→ **TASK DETAILS**
The stretch wanted below opens at the line containing "pub struct IndexedNode<T>" and closes at the line containing "pub struct ComponentEntry". Please return it exactly, with no other lines.

→ **DATASET CONTENT**
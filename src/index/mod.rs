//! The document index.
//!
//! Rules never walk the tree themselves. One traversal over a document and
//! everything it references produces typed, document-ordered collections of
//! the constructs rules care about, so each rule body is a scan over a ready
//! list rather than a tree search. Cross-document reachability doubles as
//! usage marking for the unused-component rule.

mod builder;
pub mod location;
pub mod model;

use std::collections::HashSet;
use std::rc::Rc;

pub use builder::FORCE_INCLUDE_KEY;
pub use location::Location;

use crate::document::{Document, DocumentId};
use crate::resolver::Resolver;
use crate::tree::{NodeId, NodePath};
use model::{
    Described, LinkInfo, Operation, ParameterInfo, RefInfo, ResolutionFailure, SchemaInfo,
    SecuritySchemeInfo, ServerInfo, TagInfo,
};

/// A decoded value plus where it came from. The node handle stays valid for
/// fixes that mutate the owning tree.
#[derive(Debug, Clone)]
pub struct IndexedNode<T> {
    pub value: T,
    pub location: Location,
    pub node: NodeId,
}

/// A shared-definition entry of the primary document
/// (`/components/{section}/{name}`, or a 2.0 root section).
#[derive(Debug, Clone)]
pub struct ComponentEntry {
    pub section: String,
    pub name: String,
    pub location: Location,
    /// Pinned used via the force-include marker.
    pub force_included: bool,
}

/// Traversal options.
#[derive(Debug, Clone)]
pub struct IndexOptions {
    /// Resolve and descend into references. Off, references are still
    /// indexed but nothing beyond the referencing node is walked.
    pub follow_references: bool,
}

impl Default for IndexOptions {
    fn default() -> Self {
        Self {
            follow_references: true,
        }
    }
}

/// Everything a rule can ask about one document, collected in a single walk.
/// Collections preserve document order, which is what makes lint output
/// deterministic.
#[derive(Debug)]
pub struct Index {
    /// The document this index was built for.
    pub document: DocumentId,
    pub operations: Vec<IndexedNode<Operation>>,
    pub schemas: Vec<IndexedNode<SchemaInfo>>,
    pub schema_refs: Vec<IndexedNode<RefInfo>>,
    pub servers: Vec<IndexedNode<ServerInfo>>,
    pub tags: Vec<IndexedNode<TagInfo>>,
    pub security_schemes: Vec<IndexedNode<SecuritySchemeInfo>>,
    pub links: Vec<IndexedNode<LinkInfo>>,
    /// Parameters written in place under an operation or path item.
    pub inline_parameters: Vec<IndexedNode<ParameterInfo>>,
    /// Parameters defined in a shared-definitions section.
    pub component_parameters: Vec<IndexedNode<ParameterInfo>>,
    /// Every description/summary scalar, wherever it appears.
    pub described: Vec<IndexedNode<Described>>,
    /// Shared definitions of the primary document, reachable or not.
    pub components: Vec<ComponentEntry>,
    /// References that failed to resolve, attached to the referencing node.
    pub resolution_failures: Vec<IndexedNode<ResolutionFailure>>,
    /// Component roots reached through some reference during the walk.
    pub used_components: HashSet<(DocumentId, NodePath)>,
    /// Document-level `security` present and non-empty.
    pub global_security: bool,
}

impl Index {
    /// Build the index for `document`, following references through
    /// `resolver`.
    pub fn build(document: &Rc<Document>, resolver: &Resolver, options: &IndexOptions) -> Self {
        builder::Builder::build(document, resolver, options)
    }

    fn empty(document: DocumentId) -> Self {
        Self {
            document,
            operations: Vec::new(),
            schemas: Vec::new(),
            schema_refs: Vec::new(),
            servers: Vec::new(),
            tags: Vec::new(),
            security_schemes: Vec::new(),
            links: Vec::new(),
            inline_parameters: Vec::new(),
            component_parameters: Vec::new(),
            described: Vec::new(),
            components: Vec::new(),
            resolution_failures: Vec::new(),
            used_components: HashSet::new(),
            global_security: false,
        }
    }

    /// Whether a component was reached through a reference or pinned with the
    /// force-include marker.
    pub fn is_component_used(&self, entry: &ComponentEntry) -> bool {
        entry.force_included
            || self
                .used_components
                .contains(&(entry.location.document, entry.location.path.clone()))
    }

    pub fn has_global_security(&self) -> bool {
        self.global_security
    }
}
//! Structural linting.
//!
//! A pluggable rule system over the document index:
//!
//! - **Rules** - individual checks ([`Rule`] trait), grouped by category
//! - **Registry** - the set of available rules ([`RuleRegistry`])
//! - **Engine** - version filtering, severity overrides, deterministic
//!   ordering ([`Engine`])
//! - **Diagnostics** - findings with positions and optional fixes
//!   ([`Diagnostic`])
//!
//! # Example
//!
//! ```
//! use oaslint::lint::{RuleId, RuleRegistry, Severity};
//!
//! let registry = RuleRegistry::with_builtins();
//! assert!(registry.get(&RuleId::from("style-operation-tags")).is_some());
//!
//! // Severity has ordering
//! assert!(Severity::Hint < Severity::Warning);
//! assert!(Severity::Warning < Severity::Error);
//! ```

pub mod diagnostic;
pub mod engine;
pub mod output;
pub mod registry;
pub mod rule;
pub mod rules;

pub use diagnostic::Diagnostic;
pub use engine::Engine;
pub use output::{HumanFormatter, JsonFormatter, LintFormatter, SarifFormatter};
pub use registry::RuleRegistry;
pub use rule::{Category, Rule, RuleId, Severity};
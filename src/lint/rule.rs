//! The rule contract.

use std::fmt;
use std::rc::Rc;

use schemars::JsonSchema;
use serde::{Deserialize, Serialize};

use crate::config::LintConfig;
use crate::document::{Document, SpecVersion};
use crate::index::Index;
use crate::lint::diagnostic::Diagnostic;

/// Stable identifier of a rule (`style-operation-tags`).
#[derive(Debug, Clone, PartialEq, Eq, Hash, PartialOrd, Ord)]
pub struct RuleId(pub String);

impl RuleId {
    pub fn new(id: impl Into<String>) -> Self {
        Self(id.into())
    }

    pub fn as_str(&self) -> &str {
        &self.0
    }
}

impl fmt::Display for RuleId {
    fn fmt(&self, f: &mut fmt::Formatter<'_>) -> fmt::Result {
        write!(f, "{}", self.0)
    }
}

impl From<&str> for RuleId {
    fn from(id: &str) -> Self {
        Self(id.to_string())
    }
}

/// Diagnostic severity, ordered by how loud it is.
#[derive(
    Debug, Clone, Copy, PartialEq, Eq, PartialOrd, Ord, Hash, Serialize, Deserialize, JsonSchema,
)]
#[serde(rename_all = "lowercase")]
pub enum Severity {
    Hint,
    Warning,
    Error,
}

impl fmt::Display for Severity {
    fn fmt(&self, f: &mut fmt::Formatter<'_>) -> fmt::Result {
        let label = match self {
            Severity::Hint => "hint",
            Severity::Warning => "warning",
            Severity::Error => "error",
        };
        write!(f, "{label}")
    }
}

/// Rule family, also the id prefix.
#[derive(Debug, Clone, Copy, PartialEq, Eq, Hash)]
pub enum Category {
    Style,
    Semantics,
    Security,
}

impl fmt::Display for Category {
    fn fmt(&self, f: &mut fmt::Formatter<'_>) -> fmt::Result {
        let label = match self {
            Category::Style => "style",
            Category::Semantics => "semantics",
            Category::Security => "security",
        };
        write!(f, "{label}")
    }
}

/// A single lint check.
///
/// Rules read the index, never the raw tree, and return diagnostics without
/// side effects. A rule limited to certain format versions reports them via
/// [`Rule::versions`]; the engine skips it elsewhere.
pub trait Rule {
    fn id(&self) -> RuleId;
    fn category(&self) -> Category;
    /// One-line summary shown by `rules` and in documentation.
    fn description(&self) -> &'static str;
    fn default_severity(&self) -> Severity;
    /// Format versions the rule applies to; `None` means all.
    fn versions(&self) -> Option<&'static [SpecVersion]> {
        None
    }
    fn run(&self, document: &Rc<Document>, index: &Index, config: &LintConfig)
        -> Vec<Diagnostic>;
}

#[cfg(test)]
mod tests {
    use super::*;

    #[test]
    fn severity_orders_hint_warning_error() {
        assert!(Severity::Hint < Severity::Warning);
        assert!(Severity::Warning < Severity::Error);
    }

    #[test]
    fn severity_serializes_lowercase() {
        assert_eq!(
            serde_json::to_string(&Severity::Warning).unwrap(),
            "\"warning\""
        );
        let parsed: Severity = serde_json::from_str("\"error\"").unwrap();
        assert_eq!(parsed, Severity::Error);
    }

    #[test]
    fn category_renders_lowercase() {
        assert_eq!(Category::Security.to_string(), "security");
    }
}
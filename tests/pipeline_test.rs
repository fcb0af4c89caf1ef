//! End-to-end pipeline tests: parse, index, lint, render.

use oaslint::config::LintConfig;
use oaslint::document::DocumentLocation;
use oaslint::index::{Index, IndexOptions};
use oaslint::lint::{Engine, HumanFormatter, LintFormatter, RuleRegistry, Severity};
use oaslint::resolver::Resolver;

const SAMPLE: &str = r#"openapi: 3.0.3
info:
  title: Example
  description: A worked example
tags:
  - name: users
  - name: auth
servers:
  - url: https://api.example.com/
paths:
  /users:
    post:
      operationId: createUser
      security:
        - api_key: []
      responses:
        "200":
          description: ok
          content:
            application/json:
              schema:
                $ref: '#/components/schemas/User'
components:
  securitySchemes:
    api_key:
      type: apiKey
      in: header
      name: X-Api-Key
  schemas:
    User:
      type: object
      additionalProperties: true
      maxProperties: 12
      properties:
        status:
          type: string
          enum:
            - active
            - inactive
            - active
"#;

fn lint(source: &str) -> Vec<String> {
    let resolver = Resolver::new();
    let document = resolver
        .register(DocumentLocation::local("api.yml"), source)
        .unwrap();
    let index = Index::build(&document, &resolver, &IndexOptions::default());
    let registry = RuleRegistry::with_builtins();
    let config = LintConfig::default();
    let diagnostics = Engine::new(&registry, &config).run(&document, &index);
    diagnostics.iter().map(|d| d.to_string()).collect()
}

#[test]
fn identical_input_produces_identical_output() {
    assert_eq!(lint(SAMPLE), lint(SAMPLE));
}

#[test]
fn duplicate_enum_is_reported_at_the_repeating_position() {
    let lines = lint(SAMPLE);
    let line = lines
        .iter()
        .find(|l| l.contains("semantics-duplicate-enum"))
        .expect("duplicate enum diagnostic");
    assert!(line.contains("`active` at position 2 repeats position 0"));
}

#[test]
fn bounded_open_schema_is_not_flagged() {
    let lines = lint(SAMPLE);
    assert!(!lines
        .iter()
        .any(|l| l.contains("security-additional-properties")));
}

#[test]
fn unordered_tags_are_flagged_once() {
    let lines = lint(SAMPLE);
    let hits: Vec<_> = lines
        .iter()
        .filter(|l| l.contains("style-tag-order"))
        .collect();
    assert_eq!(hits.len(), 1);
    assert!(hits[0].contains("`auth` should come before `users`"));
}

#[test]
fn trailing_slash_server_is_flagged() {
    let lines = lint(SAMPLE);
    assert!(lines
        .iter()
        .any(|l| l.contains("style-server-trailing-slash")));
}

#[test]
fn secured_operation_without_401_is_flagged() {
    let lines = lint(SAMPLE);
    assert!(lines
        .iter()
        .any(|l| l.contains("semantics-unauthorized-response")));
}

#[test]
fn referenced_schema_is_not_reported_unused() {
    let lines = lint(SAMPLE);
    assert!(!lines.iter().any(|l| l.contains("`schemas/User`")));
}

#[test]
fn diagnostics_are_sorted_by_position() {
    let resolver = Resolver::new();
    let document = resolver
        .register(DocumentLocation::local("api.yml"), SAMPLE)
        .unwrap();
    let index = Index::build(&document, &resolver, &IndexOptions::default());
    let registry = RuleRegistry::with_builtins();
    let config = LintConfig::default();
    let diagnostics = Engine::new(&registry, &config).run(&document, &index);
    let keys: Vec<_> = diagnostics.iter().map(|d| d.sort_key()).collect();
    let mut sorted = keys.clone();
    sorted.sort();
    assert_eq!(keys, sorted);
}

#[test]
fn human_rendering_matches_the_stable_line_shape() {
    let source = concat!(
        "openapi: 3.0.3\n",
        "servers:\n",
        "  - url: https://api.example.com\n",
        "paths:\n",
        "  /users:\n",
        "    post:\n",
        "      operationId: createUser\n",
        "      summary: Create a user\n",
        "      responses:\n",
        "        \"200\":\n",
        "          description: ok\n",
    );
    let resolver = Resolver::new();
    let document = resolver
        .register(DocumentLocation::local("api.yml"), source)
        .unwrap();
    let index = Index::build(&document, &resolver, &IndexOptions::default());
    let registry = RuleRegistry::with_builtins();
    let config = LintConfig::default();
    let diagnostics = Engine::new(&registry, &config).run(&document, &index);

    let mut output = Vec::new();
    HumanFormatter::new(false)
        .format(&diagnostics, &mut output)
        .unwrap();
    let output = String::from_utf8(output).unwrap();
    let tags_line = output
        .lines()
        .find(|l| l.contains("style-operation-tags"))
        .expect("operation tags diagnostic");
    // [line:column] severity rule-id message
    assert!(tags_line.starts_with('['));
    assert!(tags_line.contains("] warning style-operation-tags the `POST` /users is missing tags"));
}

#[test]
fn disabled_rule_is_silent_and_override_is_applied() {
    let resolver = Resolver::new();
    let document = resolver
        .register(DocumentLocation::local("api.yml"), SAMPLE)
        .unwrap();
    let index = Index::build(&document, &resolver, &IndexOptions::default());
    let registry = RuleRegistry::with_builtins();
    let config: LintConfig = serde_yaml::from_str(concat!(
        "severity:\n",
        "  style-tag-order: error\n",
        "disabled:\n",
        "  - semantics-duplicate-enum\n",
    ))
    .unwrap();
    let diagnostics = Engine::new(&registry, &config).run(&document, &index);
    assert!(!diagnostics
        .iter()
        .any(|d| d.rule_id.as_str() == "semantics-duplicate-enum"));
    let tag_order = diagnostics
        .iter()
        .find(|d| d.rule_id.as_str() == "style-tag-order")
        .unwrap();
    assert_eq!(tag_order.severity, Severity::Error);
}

→ **ANSWER SECTION**
pub struct IndexedNode<T> {
    pub value: T,
    pub location: Location,
    pub node: NodeId,
}

/// A shared-definition entry of the primary document
/// (`/components/{section}/{name}`, or a 2.0 root section).
#[derive(Debug, Clone)]
pub struct ComponentEntry {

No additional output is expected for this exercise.